The state of working East Bay, 2015-2019
Press Coverage
Executive summary
This report examines the state of work in the East Bay prior to the COVID-19 pandemic. We find that even before the pandemic, when the economy was strong by conventional economic metrics and had recovered from the Great Recession, many East Bay workers were earning low wages, housing cost-burdened, and struggling to make ends meet, with workers of color in particular making wages too low to support themselves and their families. The report shows that a return to a pre-pandemic economy is not enough to sustain many East Bay workers and their families. Black and Hispanic workers in particular fared worse than all workers in nearly every metric. Major findings include:
- One in four East Bay workers earned low wages. That is, they earned less than two-thirds of the median full-time hourly wage compared to all workers in the state. However, over a third of Hispanic and Black workers earned low wages.
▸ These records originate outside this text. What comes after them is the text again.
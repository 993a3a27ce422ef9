pub use sea_orm_migration::prelude::*;

mod m20260115_000001_create_monitored_server_table;

pub struct Migrator;

#[async_trait::async_trait]
impl MigratorTrait for Migrator {
    fn migrations() -> Vec<Box<dyn MigrationTrait>> {
        vec![Box::new(
            m20260115_000001_create_monitored_server_table::Migration,
        )]
    }
}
- One-fifth of Hispanic workers and 17% of Black workers lived in “near poverty”—that is, in families earning 200% or less of the federal poverty threshold based on their family size–compared to 12% of all East Bay workers. Most workers in or near poverty worked all year and over half worked full-time.
- East Bay workers struggled with self-sufficiency. Two out of three Black workers, three out of four Hispanic workers, and one in two Asian or Pacific Islander workers earned an hourly wage too low to support a family of two children and two working adults, even when assuming a partner worked full-time and earned the same wage. Overall, more than half of East Bay workers earned wages too low to support a family.
- Over one-third of East Bay workers were housing cost-burdened. Workers of color and those with lower household incomes struggled with paying too much on rent. Workers in lower-income households in particular saw a dramatic increase in the share of income spent on rent between 2015 and 2019.